In response to Kathy Gyngell: Why won’t politicians admit the truth about rampant immigration?, Don Benson wrote:
Yes, too high a population density is the most certain way to national poverty, and Britain exemplifies that perfectly. Despite all our historic advantages we are now hopelessly in debt, severely over-congested, productively low-achieving, stressed by any measure you care to choose, discontented, frustrated, pessimistic and utterly divided between those who recognise these things and those who describe any objective or commonsense observation of them by some pejorative word ending in ‘phobic’.

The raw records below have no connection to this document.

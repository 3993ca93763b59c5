use thiserror::Error;

pub type ParseResult<T> = Result<T, ParseError>;

#[derive(Error, Debug, Clone, PartialEq)]
pub enum ParseError {
    #[error("Lexer error at {pos}")]
    Lexer { pos: usize },

    #[error("Unexpected end of input at {pos}")]
    UnexpectedEof { pos: usize },

    #[error("Malformed tag at {pos}: {message}")]
    MalformedTag { pos: usize, message: String },
}

impl ParseError {
    pub fn lexer(pos: usize) -> Self {
        Self::Lexer { pos }
    }

    pub fn unexpected_eof(pos: usize) -> Self {
        Self::UnexpectedEof { pos }
    }

    pub fn malformed_tag(pos: usize, message: impl Into<String>) -> Self {
        Self::MalformedTag {
            pos,
            message: message.into(),
        }
    }
}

But surely the most absurd nonsense we constantly hear is that immigration gives a boost to our economic performance (and so presumably makes us all more wealthy). Well, any fool can boost GDP by filling up an island of finite space until there’s standing room only; but the hell you have created reduces your real wealth (measured by any realistic sense of what wealth means) to the subsistence level of mere survival so long as nothing goes wrong – of course eventually it is bound to go wrong.

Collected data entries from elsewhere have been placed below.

#[cfg(test)]
mod tests {
    use super::*;
    use markup_parser::{parse, serialize};

    const START: &str = "<ul><li id=\"ul1\"><h5 id=\"h5\">Bulleted <i id=\"i\">item</i> 1.</h5><ol><li id=\"ol1\">Numbered item 1.</li><li id=\"ol2\">Numbered item 2.</li></ol></li><li id=\"ul2\"><h5>Bulleted item 2.</h5></li></ul>";

    fn caret_at(doc: &Document, id: &str, child: Option<usize>, offset: usize) -> Selection {
        let el = doc.element_by_id(id).unwrap();
        let node = match child {
            Some(i) => doc.children(el)[i],
            None => doc.first_text_descendant(el).unwrap(),
        };
        Selection::caret(Anchor::new(node, offset))
    }

    #[test]
    fn test_enter_at_end_of_styled_item() {
        let mut doc = parse(START).unwrap();
        let sel = caret_at(&doc, "h5", Some(2), 3);
        list_enter(&mut doc, &sel).unwrap();
        assert_eq!(
            serialize(&doc),
            "<ul><li id=\"ul1\"><h5 id=\"h5\">Bulleted <i id=\"i\">item</i> 1.</h5></li><li><h5><br></h5><ol><li id=\"ol1\">Numbered item 1.</li><li id=\"ol2\">Numbered item 2.</li></ol></li><li id=\"ul2\"><h5>Bulleted item 2.</h5></li></ul>"
        );
    }

    #[test]
    fn test_enter_at_start_of_styled_item() {
        let mut doc = parse(START).unwrap();
        let sel = caret_at(&doc, "h5", None, 0);
        list_enter(&mut doc, &sel).unwrap();
        assert_eq!(
            serialize(&doc),
            "<ul><li><h5><br></h5></li><li id=\"ul1\"><h5 id=\"h5\">Bulleted <i id=\"i\">item</i> 1.</h5><ol><li id=\"ol1\">Numbered item 1.</li><li id=\"ol2\">Numbered item 2.</li></ol></li><li id=\"ul2\"><h5>Bulleted item 2.</h5></li></ul>"
        );
    }

    #[test]
    fn test_enter_in_middle_of_styled_item() {
        let mut doc = parse(START).unwrap();
        let sel = caret_at(&doc, "h5", None, 3);
        list_enter(&mut doc, &sel).unwrap();
        assert_eq!(
            serialize(&doc),
            "<ul><li id=\"ul1\"><h5 id=\"h5\">Bul</h5></li><li><h5>leted&nbsp;<i id=\"i\">item</i> 1.</h5><ol><li id=\"ol1\">Numbered item 1.</li><li id=\"ol2\">Numbered item 2.</li></ol></li><li id=\"ul2\"><h5>Bulleted item 2.</h5></li></ul>"
        );
    }

    #[test]
    fn test_enter_before_final_period() {
        let mut doc = parse(START).unwrap();
        let sel = caret_at(&doc, "h5", Some(2), 2);
        list_enter(&mut doc, &sel).unwrap();
        assert_eq!(
            serialize(&doc),
            "<ul><li id=\"ul1\"><h5 id=\"h5\">Bulleted <i id=\"i\">item</i>&nbsp;1</h5></li><li><h5>.</h5><ol><li id=\"ol1\">Numbered item 1.</li><li id=\"ol2\">Numbered item 2.</li></ol></li><li id=\"ul2\"><h5>Bulleted item 2.</h5></li></ul>"
        );
    }

    #[test]
    fn test_enter_inside_formatted_text() {
        let mut doc = parse(START).unwrap();
        let sel = caret_at(&doc, "i", None, 2);
        list_enter(&mut doc, &sel).unwrap();
        assert_eq!(
            serialize(&doc),
            "<ul><li id=\"ul1\"><h5 id=\"h5\">Bulleted <i id=\"i\">it</i></h5></li><li><h5><i>em</i> 1.</h5><ol><li id=\"ol1\">Numbered item 1.</li><li id=\"ol2\">Numbered item 2.</li></ol></li><li id=\"ul2\"><h5>Bulleted item 2.</h5></li></ul>"
        );
    }

    #[test]
    fn test_enter_at_end_of_unstyled_item() {
        let mut doc = parse(START).unwrap();
        let sel = caret_at(&doc, "ol1", None, 16);
        list_enter(&mut doc, &sel).unwrap();
        assert_eq!(
            serialize(&doc),
            "<ul><li id=\"ul1\"><h5 id=\"h5\">Bulleted <i id=\"i\">item</i> 1.</h5><ol><li id=\"ol1\">Numbered item 1.</li><li><p><br></p></li><li id=\"ol2\">Numbered item 2.</li></ol></li><li id=\"ul2\"><h5>Bulleted item 2.</h5></li></ul>"
        );
    }

    #[test]
    fn test_enter_at_start_of_unstyled_item() {
        let mut doc = parse(START).unwrap();
        let sel = caret_at(&doc, "ol1", None, 0);
        list_enter(&mut doc, &sel).unwrap();
        assert_eq!(
            serialize(&doc),
            "<ul><li id=\"ul1\"><h5 id=\"h5\">Bulleted <i id=\"i\">item</i> 1.</h5><ol><li><p><br></p></li><li id=\"ol1\">Numbered item 1.</li><li id=\"ol2\">Numbered item 2.</li></ol></li><li id=\"ul2\"><h5>Bulleted item 2.</h5></li></ul>"
        );
    }

    #[test]
    fn test_split_unstyled_item() {
        let mut doc = parse(START).unwrap();
        let sel = caret_at(&doc, "ol1", None, 6);
        list_enter(&mut doc, &sel).unwrap();
        assert_eq!(
            serialize(&doc),
            "<ul><li id=\"ul1\"><h5 id=\"h5\">Bulleted <i id=\"i\">item</i> 1.</h5><ol><li id=\"ol1\">Number</li><li><p>ed item 1.</p></li><li id=\"ol2\">Numbered item 2.</li></ol></li><li id=\"ul2\"><h5>Bulleted item 2.</h5></li></ul>"
        );
    }

    #[test]
    fn test_enter_in_empty_trailing_item_outdents() {
        let start = "<ul><li id=\"ul1\"><h5 id=\"h51\">Bulleted item 1.</h5></li><li id=\"ul2\"><h5 id=\"h52\"><br></h5></li></ul>";
        let mut doc = parse(start).unwrap();
        let h52 = doc.element_by_id("h52").unwrap();
        let sel = Selection::caret(Anchor::new(h52, 0));
        list_enter(&mut doc, &sel).unwrap();
        assert_eq!(
            serialize(&doc),
            "<ul><li id=\"ul1\"><h5 id=\"h51\">Bulleted item 1.</h5></li></ul><h5 id=\"h52\"><br></h5>"
        );
    }

    #[test]
    fn test_range_enter_splits_formatted_run_with_markers() {
        let start = "<ul><li id=\"ul1\"><h5 id=\"h5\">Bulleted <i id=\"i\">item</i> 1.</h5></li></ul>";
        let mut doc = parse(start).unwrap();
        let i = doc.element_by_id("i").unwrap();
        let text = doc.first_text_descendant(i).unwrap();
        let sel = Selection::new(Anchor::new(text, 0), Anchor::new(text, 4));
        list_enter(&mut doc, &sel).unwrap();
        assert_eq!(
            serialize(&doc),
            "<ul><li id=\"ul1\"><h5 id=\"h5\">Bulleted <i id=\"i\">\u{200B}</i></h5></li><li><h5><i>\u{200B}</i> 1.</h5></li></ul>"
        );
    }

    #[test]
    fn test_range_enter_across_items_joins_tail() {
        let start = "<ul><li id=\"a\"><p id=\"pa\">P one</p></li><li id=\"b\"><p id=\"pb\">P two</p></li></ul>";
        let mut doc = parse(start).unwrap();
        let pa = doc.element_by_id("pa").unwrap();
        let pb = doc.element_by_id("pb").unwrap();
        let sel = Selection::new(
            Anchor::new(doc.first_text_descendant(pa).unwrap(), 2),
            Anchor::new(doc.first_text_descendant(pb).unwrap(), 2),
        );
        list_enter(&mut doc, &sel).unwrap();
        assert_eq!(
            serialize(&doc),
            "<ul><li id=\"a\"><p id=\"pa\">P&nbsp;</p></li><li><p>two</p></li></ul>"
        );
    }

    #[test]
    fn test_range_enter_emptying_an_item_leaves_placeholder() {
        let start = "<ul><li id=\"a\">one</li><li id=\"b\">two</li><li id=\"c\">three</li></ul>";
        let mut doc = parse(start).unwrap();
        let a = doc.element_by_id("a").unwrap();
        let c = doc.element_by_id("c").unwrap();
        let sel = Selection::new(
            Anchor::new(doc.first_text_descendant(a).unwrap(), 0),
            Anchor::new(doc.first_text_descendant(c).unwrap(), 0),
        );
        list_enter(&mut doc, &sel).unwrap();
        assert_eq!(
            serialize(&doc),
            "<ul><li><p><br></p></li><li id=\"c\">three</li></ul>"
        );
    }
}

Yet only a couple of years ago Cameron was saying ‘Come and work here, it’s a great place to live!’ and of course Theresa May was overseeing horrific levels of immigration; still today she has not the faintest understanding of what she’s done, suggesting building skywards everywhere as a remedy!
If we were to achieve a net population growth of zero permanently from now on, a few decades of careful management and positive inducements to emigration might sort out the massive problem we have brought on ourselves; we would be densely populated but possibly able to achieve acceptable living standards once again. Now who amongst our ‘elite’ is intellectually and morally capable of facing up to this challenge?